About this exercise: The data below holds a line containing "prefix. Callers that" and a line containing "let mut hasher = Sha256::new();"; please quote exactly those two lines and every line between them, and nothing else.

Collected data entries:

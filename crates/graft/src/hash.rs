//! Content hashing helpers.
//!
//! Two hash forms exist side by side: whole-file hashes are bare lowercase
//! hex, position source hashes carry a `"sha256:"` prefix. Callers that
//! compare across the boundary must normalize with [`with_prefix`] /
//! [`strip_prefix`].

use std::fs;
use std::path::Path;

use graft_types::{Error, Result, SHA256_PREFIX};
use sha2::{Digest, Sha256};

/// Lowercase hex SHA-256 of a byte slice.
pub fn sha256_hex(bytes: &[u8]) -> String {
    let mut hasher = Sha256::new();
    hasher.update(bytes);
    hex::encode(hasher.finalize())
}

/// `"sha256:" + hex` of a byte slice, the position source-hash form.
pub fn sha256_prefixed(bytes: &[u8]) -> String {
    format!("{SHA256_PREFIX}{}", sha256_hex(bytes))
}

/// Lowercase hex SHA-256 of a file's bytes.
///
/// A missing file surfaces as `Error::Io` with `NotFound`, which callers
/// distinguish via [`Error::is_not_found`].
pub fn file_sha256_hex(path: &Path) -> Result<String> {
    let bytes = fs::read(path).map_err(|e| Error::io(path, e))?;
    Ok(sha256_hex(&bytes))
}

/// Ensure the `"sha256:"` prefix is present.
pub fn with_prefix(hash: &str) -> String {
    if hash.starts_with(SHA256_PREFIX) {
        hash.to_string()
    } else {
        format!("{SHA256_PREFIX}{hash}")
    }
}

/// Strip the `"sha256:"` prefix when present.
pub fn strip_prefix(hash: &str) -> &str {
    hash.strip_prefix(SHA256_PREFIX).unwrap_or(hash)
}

Result below:
//! hex, position source hashes carry a `"sha256:"` prefix. Callers that
//! compare across the boundary must normalize with [`with_prefix`] /
//! [`strip_prefix`].

use std::fs;
use std::path::Path;

use graft_types::{Error, Result, SHA256_PREFIX};
use sha2::{Digest, Sha256};

/// Lowercase hex SHA-256 of a byte slice.
pub fn sha256_hex(bytes: &[u8]) -> String {
    let mut hasher = Sha256::new();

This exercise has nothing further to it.